I was at the conference with Steve Easterbrook and his new M.Sc. student Daniel Levy, presenting our bubble diagrams of model architecture. (If you haven’t already, read my AGU poster schpiel first, or none of this will make sense!) As interesting and useful as these diagrams are, there were some flaws in our original analysis:

  1. We didn’t use preprocessed code, meaning that each “model” is actually the code base for many different model configurations. So our estimate of model complexity based on line count is biased towards models which are very configurable, but might not actually be very complex. We can fix this by choosing specific configurations of each model (for consistency, the configuration used in CMIP5 or the equivalent EMIC AR5 intercomparison project) and obtaining preprocessed code from the corresponding institutions.
  2. We sorted the code into components (eg atmosphere) and sub-components (eg atmospheric aerosols) based on folder structure, which might not reflect the hierarchy of routines formed at runtime. Some modelling groups keep their files very organized, but often code from different parts of the model was mixed together, and separating it out was very much a judgement call. To fix this, we can sort based on the dependency structure (a massive tree graph showing which routines call which): all the descendants of the atmosphere driver are part of the atmosphere component, and so on.
  3. We made our diagrams in Microsoft PowerPoint, which is quite limited, and didn’t allow us to size the bubbles so their area was perfectly proportional to line count. Instead, we just had to eyeball it. We can fix this by using Adobe Illustrator, which is much more advanced and has this capability.

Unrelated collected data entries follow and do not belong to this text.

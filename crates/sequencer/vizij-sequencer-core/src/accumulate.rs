//! Accumulation of per-property contributions and resolution into final Values.
//!
//! Evaluation is two-phase: every section template pushes its tokens first,
//! then [`Accumulator::resolve_and_apply`] turns each cell into one `WriteOp`.
//! Cells are keyed by the fully resolved property path and emitted in the
//! order they were first touched.

use hashbrown::HashMap;
use log::warn;
use vizij_api_core::{TypedPath, Value, ValueKind, WriteBatch, WriteOp};

use crate::binding::{current_or_initial, initial_or_current, PropertyValueSource};
use crate::blend_type::BlendType;
use crate::blendable::{
    ColorChannels, FloatChannels, IntegerChannels, MarginChannels, MaskedBlendable,
    PropertyChannels, TransformChannels, Vec2Channels, Vec3Channels, Vec4Channels,
    WidgetTransformChannels,
};
use crate::channels::{ChannelScalar, MultiChannelValue};

/// Channel values of one blendable contribution, tagged by property kind.
#[derive(Clone, Debug, PartialEq)]
pub enum ChannelValues {
    Float(MultiChannelValue<f32, 1>),
    Integer(MultiChannelValue<f64, 1>),
    Vec2(MultiChannelValue<f32, 2>),
    Vec3(MultiChannelValue<f32, 3>),
    Vec4(MultiChannelValue<f32, 4>),
    Color(MultiChannelValue<f32, 4>),
    Margin(MultiChannelValue<f32, 4>),
    WidgetTransform(MultiChannelValue<f32, 7>),
    Transform(MultiChannelValue<f32, 9>),
}

impl ChannelValues {
    pub fn kind(&self) -> ValueKind {
        match self {
            ChannelValues::Float(_) => ValueKind::Float,
            ChannelValues::Integer(_) => ValueKind::Integer,
            ChannelValues::Vec2(_) => ValueKind::Vec2,
            ChannelValues::Vec3(_) => ValueKind::Vec3,
            ChannelValues::Vec4(_) => ValueKind::Vec4,
            ChannelValues::Color(_) => ValueKind::ColorRgba,
            ChannelValues::Margin(_) => ValueKind::Margin,
            ChannelValues::WidgetTransform(_) => ValueKind::WidgetTransform,
            ChannelValues::Transform(_) => ValueKind::Transform,
        }
    }

    pub fn is_empty(&self) -> bool {
        match self {
            ChannelValues::Float(v) => v.is_empty(),
            ChannelValues::Integer(v) => v.is_empty(),
            ChannelValues::Vec2(v) => v.is_empty(),
            ChannelValues::Vec3(v) => v.is_empty(),
            ChannelValues::Vec4(v) | ChannelValues::Color(v) | ChannelValues::Margin(v) => {
                v.is_empty()
            }
            ChannelValues::WidgetTransform(v) => v.is_empty(),
            ChannelValues::Transform(v) => v.is_empty(),
        }
    }
}

/// One weighted contribution to a blended property.
#[derive(Clone, Debug, PartialEq)]
pub struct BlendableToken {
    pub values: ChannelValues,
    pub blend_type: BlendType,
    pub weight: f32,
}

/// Per-property cell. Blendable kinds keep running totals; step kinds keep
/// the last assignment.
#[derive(Clone, Debug)]
enum ActuatorEntry {
    Float(MaskedBlendable<f32, 1>),
    Integer(MaskedBlendable<f64, 1>),
    Vec2(MaskedBlendable<f32, 2>),
    Vec3(MaskedBlendable<f32, 3>),
    Vec4(MaskedBlendable<f32, 4>),
    Color(MaskedBlendable<f32, 4>),
    Margin(MaskedBlendable<f32, 4>),
    WidgetTransform(MaskedBlendable<f32, 7>),
    Transform(MaskedBlendable<f32, 9>),
    Direct(Value),
}

impl ActuatorEntry {
    fn for_kind(kind: ValueKind) -> Option<Self> {
        Some(match kind {
            ValueKind::Float => ActuatorEntry::Float(MaskedBlendable::new()),
            ValueKind::Integer => ActuatorEntry::Integer(MaskedBlendable::new()),
            ValueKind::Vec2 => ActuatorEntry::Vec2(MaskedBlendable::new()),
            ValueKind::Vec3 => ActuatorEntry::Vec3(MaskedBlendable::new()),
            ValueKind::Vec4 => ActuatorEntry::Vec4(MaskedBlendable::new()),
            ValueKind::ColorRgba => ActuatorEntry::Color(MaskedBlendable::new()),
            ValueKind::Margin => ActuatorEntry::Margin(MaskedBlendable::new()),
            ValueKind::WidgetTransform => ActuatorEntry::WidgetTransform(MaskedBlendable::new()),
            ValueKind::Transform => ActuatorEntry::Transform(MaskedBlendable::new()),
            ValueKind::Bool | ValueKind::Byte | ValueKind::Enum | ValueKind::Text => return None,
        })
    }

    fn kind(&self) -> ValueKind {
        match self {
            ActuatorEntry::Float(_) => ValueKind::Float,
            ActuatorEntry::Integer(_) => ValueKind::Integer,
            ActuatorEntry::Vec2(_) => ValueKind::Vec2,
            ActuatorEntry::Vec3(_) => ValueKind::Vec3,
            ActuatorEntry::Vec4(_) => ValueKind::Vec4,
            ActuatorEntry::Color(_) => ValueKind::ColorRgba,
            ActuatorEntry::Margin(_) => ValueKind::Margin,
            ActuatorEntry::WidgetTransform(_) => ValueKind::WidgetTransform,
            ActuatorEntry::Transform(_) => ValueKind::Transform,
            ActuatorEntry::Direct(v) => v.kind(),
        }
    }

    /// Fold `token` in. Returns false when the token's kind does not match.
    fn add_token(
        &mut self,
        path: &TypedPath,
        token: &BlendableToken,
        source: &dyn PropertyValueSource,
    ) -> bool {
        let (bt, w) = (token.blend_type, token.weight);
        match (self, &token.values) {
            (ActuatorEntry::Float(b), ChannelValues::Float(v)) => {
                b.blend(v, bt, w, || initial_channels::<FloatChannels, _, 1>(path, source))
            }
            (ActuatorEntry::Integer(b), ChannelValues::Integer(v)) => {
                b.blend(v, bt, w, || initial_channels::<IntegerChannels, _, 1>(path, source))
            }
            (ActuatorEntry::Vec2(b), ChannelValues::Vec2(v)) => {
                b.blend(v, bt, w, || initial_channels::<Vec2Channels, _, 2>(path, source))
            }
            (ActuatorEntry::Vec3(b), ChannelValues::Vec3(v)) => {
                b.blend(v, bt, w, || initial_channels::<Vec3Channels, _, 3>(path, source))
            }
            (ActuatorEntry::Vec4(b), ChannelValues::Vec4(v)) => {
                b.blend(v, bt, w, || initial_channels::<Vec4Channels, _, 4>(path, source))
            }
            (ActuatorEntry::Color(b), ChannelValues::Color(v)) => {
                b.blend(v, bt, w, || initial_channels::<ColorChannels, _, 4>(path, source))
            }
            (ActuatorEntry::Margin(b), ChannelValues::Margin(v)) => {
                b.blend(v, bt, w, || initial_channels::<MarginChannels, _, 4>(path, source))
            }
            (ActuatorEntry::WidgetTransform(b), ChannelValues::WidgetTransform(v)) => b.blend(
                v,
                bt,
                w,
                || initial_channels::<WidgetTransformChannels, _, 7>(path, source),
            ),
            (ActuatorEntry::Transform(b), ChannelValues::Transform(v)) => {
                b.blend(v, bt, w, || initial_channels::<TransformChannels, _, 9>(path, source))
            }
            _ => return false,
        }
        true
    }

    fn finalize(self, path: &TypedPath, source: &dyn PropertyValueSource) -> Value {
        match self {
            ActuatorEntry::Float(b) => resolve_cell::<FloatChannels, _, 1>(b, path, source),
            ActuatorEntry::Integer(b) => resolve_cell::<IntegerChannels, _, 1>(b, path, source),
            ActuatorEntry::Vec2(b) => resolve_cell::<Vec2Channels, _, 2>(b, path, source),
            ActuatorEntry::Vec3(b) => resolve_cell::<Vec3Channels, _, 3>(b, path, source),
            ActuatorEntry::Vec4(b) => resolve_cell::<Vec4Channels, _, 4>(b, path, source),
            ActuatorEntry::Color(b) => resolve_cell::<ColorChannels, _, 4>(b, path, source),
            ActuatorEntry::Margin(b) => resolve_cell::<MarginChannels, _, 4>(b, path, source),
            ActuatorEntry::WidgetTransform(b) => {
                resolve_cell::<WidgetTransformChannels, _, 7>(b, path, source)
            }
            ActuatorEntry::Transform(b) => resolve_cell::<TransformChannels, _, 9>(b, path, source),
            ActuatorEntry::Direct(v) => v,
        }
    }
}

/// Initial channels of `path`: initial value, then current value, then the
/// kind's neutral value.
fn initial_channels<C, T, const N: usize>(
    path: &TypedPath,
    source: &dyn PropertyValueSource,
) -> [T; N]
where
    C: PropertyChannels<T, N>,
    T: ChannelScalar,
{
    initial_or_current(source, path)
        .and_then(|v| C::to_channels(&v))
        .unwrap_or_else(C::neutral)
}

fn current_channels<C, T, const N: usize>(
    path: &TypedPath,
    source: &dyn PropertyValueSource,
) -> [T; N]
where
    C: PropertyChannels<T, N>,
    T: ChannelScalar,
{
    current_or_initial(source, path)
        .and_then(|v| C::to_channels(&v))
        .unwrap_or_else(C::neutral)
}

fn resolve_cell<C, T, const N: usize>(
    mut blendable: MaskedBlendable<T, N>,
    path: &TypedPath,
    source: &dyn PropertyValueSource,
) -> Value
where
    C: PropertyChannels<T, N>,
    T: ChannelScalar,
{
    let resolved = blendable.resolve(
        || initial_channels::<C, T, N>(path, source),
        || current_channels::<C, T, N>(path, source),
    );
    C::from_channels(resolved.into_array())
}

/// Accumulates tokens for one evaluation pass.
#[derive(Debug, Default)]
pub struct Accumulator {
    index: HashMap<TypedPath, usize>,
    cells: Vec<(TypedPath, ActuatorEntry)>,
}

impl Accumulator {
    pub fn new() -> Self {
        Self::default()
    }

    pub fn with_capacity(capacity: usize) -> Self {
        Self {
            index: HashMap::with_capacity(capacity),
            cells: Vec::with_capacity(capacity),
        }
    }

    pub fn len(&self) -> usize {
        self.cells.len()
    }

    pub fn is_empty(&self) -> bool {
        self.cells.is_empty()
    }

    pub fn clear(&mut self) {
        self.index.clear();
        self.cells.clear();
    }

    /// Cell for `path`, created with `make` when missing. A cell whose kind
    /// differs from `kind` is reported as `None`.
    fn cell_mut(
        &mut self,
        path: &TypedPath,
        kind: ValueKind,
        make: impl FnOnce() -> Option<ActuatorEntry>,
    ) -> Option<&mut ActuatorEntry> {
        let idx = match self.index.get(path) {
            Some(&idx) => idx,
            None => {
                let entry = make()?;
                self.cells.push((path.clone(), entry));
                self.index.insert(path.clone(), self.cells.len() - 1);
                self.cells.len() - 1
            }
        };
        let entry = &mut self.cells[idx].1;
        if entry.kind() != kind {
            warn!(
                "dropping {:?} contribution to '{}': property already accumulates {:?}",
                kind,
                path,
                entry.kind()
            );
            return None;
        }
        Some(entry)
    }

    /// Fold a blendable token into the cell for `path`.
    pub fn blend(
        &mut self,
        path: &TypedPath,
        token: BlendableToken,
        source: &dyn PropertyValueSource,
    ) {
        let kind = token.values.kind();
        if let Some(entry) = self.cell_mut(path, kind, || ActuatorEntry::for_kind(kind)) {
            let folded = entry.add_token(path, &token, source);
            debug_assert!(folded, "cell kind checked above");
        }
    }

    /// Assign a step value to `path`; the last assignment of a pass wins.
    pub fn assign(&mut self, path: &TypedPath, value: Value) {
        let kind = value.kind();
        let make = || Some(ActuatorEntry::Direct(value.clone()));
        if let Some(entry) = self.cell_mut(path, kind, make) {
            match entry {
                ActuatorEntry::Direct(slot) => *slot = value,
                _ => warn!("dropping direct assignment to blended property '{path}'"),
            }
        }
    }

    /// Resolve every cell and emit one write per property.
    pub fn resolve_and_apply(&mut self, source: &dyn PropertyValueSource) -> WriteBatch {
        self.index.clear();
        let mut batch = WriteBatch::with_capacity(self.cells.len());
        for (path, entry) in self.cells.drain(..) {
            let value = entry.finalize(&path, source);
            batch.push(WriteOp::new(path, value));
        }
        batch
    }
}

#[cfg(test)]
mod tests {
    use super::*;

    struct NoValues;

    impl PropertyValueSource for NoValues {
        fn initial_value(&self, _: &TypedPath) -> Option<Value> {
            None
        }
        fn current_value(&self, _: &TypedPath) -> Option<Value> {
            None
        }
    }

    fn float_token(v: f32, blend_type: BlendType, weight: f32) -> BlendableToken {
        BlendableToken {
            values: ChannelValues::Float(MultiChannelValue::from_array([v])),
            blend_type,
            weight,
        }
    }

    #[test]
    fn cells_emit_in_first_touch_order() {
        let a = TypedPath::parse("stage/A.Opacity").unwrap();
        let b = TypedPath::parse("stage/B.Opacity").unwrap();
        let mut acc = Accumulator::new();
        acc.blend(&b, float_token(1.0, BlendType::Absolute, 1.0), &NoValues);
        acc.blend(&a, float_token(2.0, BlendType::Absolute, 1.0), &NoValues);
        acc.blend(&b, float_token(3.0, BlendType::Absolute, 1.0), &NoValues);
        let batch = acc.resolve_and_apply(&NoValues);
        let paths: Vec<String> = batch.iter().map(|op| op.path.to_string()).collect();
        assert_eq!(paths, vec!["stage/B.Opacity", "stage/A.Opacity"]);
        assert_eq!(batch.get(&b), Some(&Value::Float(2.0)));
        assert!(acc.is_empty());
    }

    #[test]
    fn mismatched_kind_is_dropped() {
        let p = TypedPath::parse("stage/A.Opacity").unwrap();
        let mut acc = Accumulator::new();
        acc.blend(&p, float_token(4.0, BlendType::Absolute, 1.0), &NoValues);
        acc.blend(
            &p,
            BlendableToken {
                values: ChannelValues::Vec2(MultiChannelValue::from_array([1.0, 1.0])),
                blend_type: BlendType::Absolute,
                weight: 1.0,
            },
            &NoValues,
        );
        acc.assign(&p, Value::Bool(true));
        let batch = acc.resolve_and_apply(&NoValues);
        assert_eq!(batch.len(), 1);
        assert_eq!(batch.get(&p), Some(&Value::Float(4.0)));
    }

    #[test]
    fn direct_assignment_last_wins() {
        let p = TypedPath::parse("ui/Label.Text").unwrap();
        let mut acc = Accumulator::new();
        acc.assign(&p, Value::Text("a".into()));
        acc.assign(&p, Value::Text("b".into()));
        let batch = acc.resolve_and_apply(&NoValues);
        assert_eq!(batch.into_vec(), vec![WriteOp::new(p, Value::Text("b".into()))]);
    }

    #[test]
    fn integer_rounds_after_blend() {
        let p = TypedPath::parse("stage/A.Count").unwrap();
        let mut acc = Accumulator::new();
        for v in [1.0, 2.0] {
            acc.blend(
                &p,
                BlendableToken {
                    values: ChannelValues::Integer(MultiChannelValue::from_array([v])),
                    blend_type: BlendType::Absolute,
                    weight: 0.5,
                },
                &NoValues,
            );
        }
        let batch = acc.resolve_and_apply(&NoValues);
        assert_eq!(batch.get(&p), Some(&Value::Integer(2)));
    }
}
//! Binding resolution and property value lookup traits.
//!
//! Hosts implement [`BindingResolver`] to map an object binding onto the
//! objects it animates, and [`PropertyValueSource`] to expose property values
//! the blender falls back on. Both are passed into `Engine::evaluate`.

use hashbrown::HashMap;
use vizij_api_core::{TypedPath, Value};

use crate::ids::{BindingId, SequenceId};

/// One object binding of one loaded sequence.
#[derive(Copy, Clone, Debug, Eq, PartialEq, Hash)]
pub struct Operand {
    pub sequence: SequenceId,
    pub binding: BindingId,
}

impl Operand {
    pub fn new(sequence: SequenceId, binding: BindingId) -> Self {
        Self { sequence, binding }
    }
}

/// Resolve an operand to the object paths it is bound to (possibly none).
pub trait BindingResolver {
    fn resolve(&mut self, operand: &Operand) -> Vec<TypedPath>;
}

/// Read access to property values outside the sequencer.
pub trait PropertyValueSource {
    /// Value before any animation touched the property.
    fn initial_value(&self, path: &TypedPath) -> Option<Value>;

    /// Value the property holds right now.
    fn current_value(&self, path: &TypedPath) -> Option<Value>;
}

/// Fixed binding table keyed by binding id, shared by every sequence.
#[derive(Clone, Debug, Default)]
pub struct StaticBindings {
    rows: HashMap<BindingId, Vec<TypedPath>>,
}

impl StaticBindings {
    pub fn new() -> Self {
        Self::default()
    }

    /// Add `object` to the objects bound by `binding`.
    pub fn bind(&mut self, binding: BindingId, object: TypedPath) {
        let row = self.rows.entry(binding).or_default();
        if !row.contains(&object) {
            row.push(object);
        }
    }

    pub fn unbind(&mut self, binding: BindingId) {
        self.rows.remove(&binding);
    }
}

impl BindingResolver for StaticBindings {
    fn resolve(&mut self, operand: &Operand) -> Vec<TypedPath> {
        self.rows.get(&operand.binding).cloned().unwrap_or_default()
    }
}

/// Initial value, then current value.
pub(crate) fn initial_or_current(
    source: &dyn PropertyValueSource,
    path: &TypedPath,
) -> Option<Value> {
    source
        .initial_value(path)
        .or_else(|| source.current_value(path))
}

/// Current value, then initial value.
pub(crate) fn current_or_initial(
    source: &dyn PropertyValueSource,
    path: &TypedPath,
) -> Option<Value> {
    source
        .current_value(path)
        .or_else(|| source.initial_value(path))
}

So far, we’ve repeated the analysis for the UK Met Office Model, version HadGEM2-ES. I created the dependency structure by going manually through every file and making good use of grep, which took hours and hours (although it was a nice, menial way to avoid studying for my courses!). Daniel is going to write a Fortran parser to make the job easier next time around. In the meantime, our HadGEM2-ES diagram is absolutely gorgeous and wonderfully accurate:
HadGEM2-ES
I will post future diagrams as they become available. We think the main use of these diagrams will be as communication tools between scientists, so they are free to use with attribution.

Just a few more weeks of classes, then I can enjoy some full-time research. Now that I’ve had a taste of being a proper scientist, it’s hard to go back!

A Vast Machine

I read Paul Edward’s A Vast Machine this summer while working with Steve Easterbrook. It was highly relevant to my research, but I would recommend it to anyone interested in climate change or mathematical modelling. Think The Discovery of Global Warming, but more specialized.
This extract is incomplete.